Agatha gestured to the woman. ‘Carissa, I want you to meet Genevieve. She’s in charge of security in New San Francisco.’
Genevieve offered her hand. ‘Pleased to meet you, Carissa.’
Carissa shook her hand. It felt warm. But something about her felt off.
She stepped back. ‘Who are you?’
Agatha said, ‘Genevieve is one of our synthetics.’
Carissa’s pulse went from a mild thud to an excited frenzy. She stared at the woman. ‘A-are you real?’
Genevieve laughed. ‘As much as you are. Please’—she gestured to a chair—‘let’s talk.’
Carissa sat down and listened while Genevieve explained her position in the city and that synthetics lived side by side with humans.
She couldn’t believe it. ‘Are you saying I can have a life, out there?’
Agatha nodded. ‘Synthetics have the same rights as humans.’
‘As long as they pass your test.’
It’s what Agatha had said to Jacob.
Genevieve laughed. ‘Yes, I’m afraid we must comply with the rules.

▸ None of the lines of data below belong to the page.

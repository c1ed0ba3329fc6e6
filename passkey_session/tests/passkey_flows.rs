//! End-to-end ceremony tests driven through the coordination API with a
//! synthetic authenticator holding a real P-256 keypair.

mod common;

use common::webauthn::SyntheticAuthenticator;
use http::header::{COOKIE, SET_COOKIE};
use passkey_session::{
    CoordinationError, PasskeyCredential, PasskeyError, RegistrationStartRequest,
    RegistrationVerifyRequest, SESSION_COOKIE_NAME, authenticate_request_core,
    delete_passkey_credential_core, handle_finish_authentication_core,
    handle_finish_registration_core, handle_start_authentication_core,
    handle_start_registration_core, list_credentials_core, validate_session_token,
};

const DB_PATH: &str = "/tmp/passkey_session_flows_test.db";

async fn setup() {
    common::init_test_environment(DB_PATH).await;
}

/// Start a registration ceremony and pull the ceremony id + challenge out
/// of the returned options, as a client would.
async fn start_registration(user_id: &str) -> (String, String) {
    let options = handle_start_registration_core(RegistrationStartRequest {
        user_id: user_id.to_string(),
        email: format!("{user_id}@example.com"),
        display_name: format!("User {user_id}"),
    })
    .await
    .expect("Failed to start registration");

    let options = serde_json::to_value(&options).unwrap();
    (
        options["ceremonyId"].as_str().unwrap().to_string(),
        options["challenge"].as_str().unwrap().to_string(),
    )
}

async fn start_authentication() -> (String, String) {
    let options = handle_start_authentication_core(None)
        .await
        .expect("Failed to start authentication");

    let options = serde_json::to_value(&options).unwrap();
    (
        options["ceremonyId"].as_str().unwrap().to_string(),
        options["challenge"].as_str().unwrap().to_string(),
    )
}

async fn verify_registration(
    user_id: &str,
    response: serde_json::Value,
) -> Result<PasskeyCredential, CoordinationError> {
    let request: RegistrationVerifyRequest = serde_json::from_value(serde_json::json!({
        "userId": user_id,
        "response": response,
    }))
    .unwrap();
    handle_finish_registration_core(request).await
}

async fn register(user_id: &str, authenticator: &SyntheticAuthenticator) -> PasskeyCredential {
    let (ceremony_id, challenge) = start_registration(user_id).await;
    let response = authenticator.registration_response(&ceremony_id, &challenge);
    verify_registration(user_id, response)
        .await
        .expect("Registration should succeed")
}

async fn authenticate(
    authenticator: &SyntheticAuthenticator,
    counter: u32,
) -> Result<(String, u32, http::HeaderMap), CoordinationError> {
    let (ceremony_id, challenge) = start_authentication().await;
    let response = authenticator.assertion_response(&ceremony_id, &challenge, counter);
    handle_finish_authentication_core(serde_json::from_value(response).unwrap()).await
}

fn session_cookie(headers: &http::HeaderMap) -> String {
    let set_cookie = headers.get(SET_COOKIE).unwrap().to_str().unwrap();
    let pair = set_cookie.split(';').next().unwrap();
    pair.strip_prefix(&format!("{}=", SESSION_COOKIE_NAME.as_str()))
        .expect("session cookie missing")
        .to_string()
}

#[tokio::test]
async fn test_register_then_authenticate_full_flow() {
    setup().await;

    let authenticator = SyntheticAuthenticator::new();
    let credential = register("flow-user", &authenticator).await;

    assert_eq!(credential.user_id, "flow-user");
    assert_eq!(credential.counter, 0);
    assert_eq!(credential.credential_id, authenticator.credential_id_b64());

    let (user_id, new_counter, headers) = authenticate(&authenticator, 1)
        .await
        .expect("Authentication should succeed");

    assert_eq!(user_id, "flow-user");
    assert_eq!(new_counter, 1);

    // The minted cookie carries a valid passkey session
    let token = session_cookie(&headers);
    let claims = validate_session_token(&token).unwrap();
    assert_eq!(claims.sub, "flow-user");
    assert_eq!(claims.auth_method, "passkey");
}

#[tokio::test]
async fn test_registration_challenge_is_single_use() {
    setup().await;

    let authenticator = SyntheticAuthenticator::new();
    let user_id = "single-use-user";
    let (ceremony_id, challenge) = start_registration(user_id).await;
    let response = authenticator.registration_response(&ceremony_id, &challenge);

    verify_registration(user_id, response.clone())
        .await
        .expect("First verification should succeed");

    // The same ceremony id cannot verify twice
    match verify_registration(user_id, response).await {
        Err(CoordinationError::Passkey(PasskeyError::NotFound(_))) => {}
        other => panic!("Expected challenge NotFound, got {other:?}"),
    }
}

#[tokio::test]
async fn test_registration_with_tampered_challenge_creates_nothing() {
    setup().await;

    let authenticator = SyntheticAuthenticator::new();
    let user_id = "tamper-user";
    let (ceremony_id, _challenge) = start_registration(user_id).await;

    // The client responds to a challenge the server never issued
    let response = authenticator.registration_response(&ceremony_id, "attacker-chosen-challenge");

    match verify_registration(user_id, response).await {
        Err(CoordinationError::Passkey(PasskeyError::Challenge(_))) => {}
        other => panic!("Expected Challenge error, got {other:?}"),
    }

    // No credential record may exist
    let listed = list_credentials_core(user_id).await.unwrap();
    assert!(listed.is_empty());

    // The failed registration consumed the challenge; a corrected replay
    // must restart the ceremony
    let response = authenticator.registration_response(&ceremony_id, "anything");
    match verify_registration(user_id, response).await {
        Err(CoordinationError::Passkey(PasskeyError::NotFound(_))) => {}
        other => panic!("Expected NotFound after consumed challenge, got {other:?}"),
    }
}

#[tokio::test]
async fn test_counter_replay_is_detected() {
    setup().await;

    let authenticator = SyntheticAuthenticator::new();
    register("replay-user", &authenticator).await;

    // Counter 0 -> 1 succeeds
    let (_, new_counter, _) = authenticate(&authenticator, 1).await.unwrap();
    assert_eq!(new_counter, 1);

    // A cloned authenticator replays counter 1 in a fresh ceremony
    match authenticate(&authenticator, 1).await {
        Err(CoordinationError::Passkey(PasskeyError::CounterRegression { stored, received })) => {
            assert_eq!((stored, received), (1, 1));
        }
        other => panic!("Expected CounterRegression, got {other:?}"),
    }

    // A decreasing counter is also a regression
    match authenticate(&authenticator, 0).await {
        Err(CoordinationError::Passkey(PasskeyError::CounterRegression { .. })) => {}
        other => panic!("Expected CounterRegression, got {other:?}"),
    }

    // The stored counter was not corrupted by the replays
    let (_, new_counter, _) = authenticate(&authenticator, 2).await.unwrap();
    assert_eq!(new_counter, 2);
}

#[tokio::test]
async fn test_zero_counter_authenticator_stays_accepted() {
    setup().await;

    let authenticator = SyntheticAuthenticator::new();
    register("zero-counter-user", &authenticator).await;

    // Authenticators without counter support report zero forever
    let (_, counter, _) = authenticate(&authenticator, 0).await.unwrap();
    assert_eq!(counter, 0);

    let (_, counter, _) = authenticate(&authenticator, 0).await.unwrap();
    assert_eq!(counter, 0);
}

#[tokio::test]
async fn test_failed_signature_leaves_challenge_for_retry() {
    setup().await;

    let authenticator = SyntheticAuthenticator::new();
    register("retry-user", &authenticator).await;

    let (ceremony_id, challenge) = start_authentication().await;

    // An impostor key signs under the victim's credential id
    let impostor = SyntheticAuthenticator::new();
    let mut forged = impostor.assertion_response(&ceremony_id, &challenge, 1);
    forged["id"] = serde_json::json!(authenticator.credential_id_b64());
    forged["rawId"] = serde_json::json!(authenticator.credential_id_b64());

    match handle_finish_authentication_core(serde_json::from_value(forged).unwrap()).await {
        Err(CoordinationError::Passkey(PasskeyError::Verification(_))) => {}
        other => panic!("Expected Verification error, got {other:?}"),
    }

    // The challenge survives a failed attempt: the real authenticator can
    // still complete the same ceremony within the TTL window
    let response = authenticator.assertion_response(&ceremony_id, &challenge, 1);
    let (user_id, _, _) = handle_finish_authentication_core(serde_json::from_value(response).unwrap())
        .await
        .expect("Retry within the window should succeed");
    assert_eq!(user_id, "retry-user");
}

#[tokio::test]
async fn test_list_returns_newest_first_without_key_material() {
    setup().await;

    let first = SyntheticAuthenticator::new();
    let second = SyntheticAuthenticator::new();

    let first_credential = register("list-user", &first).await;
    // Ensure distinct creation timestamps
    tokio::time::sleep(std::time::Duration::from_millis(50)).await;
    let second_credential = register("list-user", &second).await;

    let listed = list_credentials_core("list-user").await.unwrap();
    assert_eq!(listed.len(), 2);
    assert_eq!(listed[0].id, second_credential.id);
    assert_eq!(listed[1].id, first_credential.id);

    for info in &listed {
        let json = serde_json::to_value(info).unwrap();
        assert!(json.get("publicKey").is_none());
        assert!(json.get("public_key").is_none());
        assert!(json.get("credentialId").is_none());
        assert!(json["deviceName"].is_string());
    }
}

#[tokio::test]
async fn test_cross_user_delete_is_forbidden() {
    setup().await;

    let authenticator = SyntheticAuthenticator::new();
    let credential = register("delete-owner", &authenticator).await;

    match delete_passkey_credential_core("delete-intruder", &credential.id).await {
        Err(CoordinationError::Forbidden) => {}
        other => panic!("Expected Forbidden, got {other:?}"),
    }

    // Record untouched
    let listed = list_credentials_core("delete-owner").await.unwrap();
    assert_eq!(listed.len(), 1);

    delete_passkey_credential_core("delete-owner", &credential.id)
        .await
        .unwrap();
    assert!(list_credentials_core("delete-owner").await.unwrap().is_empty());
}

#[tokio::test]
async fn test_authentication_with_unknown_credential() {
    setup().await;

    let stranger = SyntheticAuthenticator::new();
    match authenticate(&stranger, 1).await {
        Err(CoordinationError::Passkey(PasskeyError::NotFound(msg))) => {
            assert!(msg.contains("Credential"));
        }
        other => panic!("Expected CredentialNotFound, got {other:?}"),
    }
}

#[tokio::test]
async fn test_duplicate_credential_id_registration_conflicts() {
    setup().await;

    let authenticator = SyntheticAuthenticator::new();
    register("conflict-user", &authenticator).await;

    // The same authenticator answers a second ceremony with the same
    // credential id
    let (ceremony_id, challenge) = start_registration("conflict-user").await;
    let response = authenticator.registration_response(&ceremony_id, &challenge);

    match verify_registration("conflict-user", response).await {
        Err(CoordinationError::Passkey(PasskeyError::Conflict(_))) => {}
        other => panic!("Expected Conflict, got {other:?}"),
    }

    // Still exactly one stored credential
    let listed = list_credentials_core("conflict-user").await.unwrap();
    assert_eq!(listed.len(), 1);
}

#[tokio::test]
async fn test_session_cookie_authenticates_requests() {
    setup().await;

    let authenticator = SyntheticAuthenticator::new();
    register("cookie-user", &authenticator).await;

    let (_, _, headers) = authenticate(&authenticator, 1).await.unwrap();
    let token = session_cookie(&headers);

    let mut request_headers = http::HeaderMap::new();
    request_headers.insert(
        COOKIE,
        format!("{}={}", SESSION_COOKIE_NAME.as_str(), token)
            .parse()
            .unwrap(),
    );

    let claims = authenticate_request_core(&request_headers).unwrap();
    assert_eq!(claims.sub, "cookie-user");
    assert_eq!(claims.auth_method, "passkey");
}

Mandatory annual testing, to make sure we haven’t gone rogue.’
Carissa’s mind reeled with questions, with the possibilities of what a life in the city might look like. She glanced back at the old man who was leaning against the door.
‘Would I live alone?’
‘If you wanted to.’
She sensed she had never been alone, that there was more to her story than she’d been told. After exiting the machine, the doctor had said she was a reborn, not a newborn—a term that sounded familiar.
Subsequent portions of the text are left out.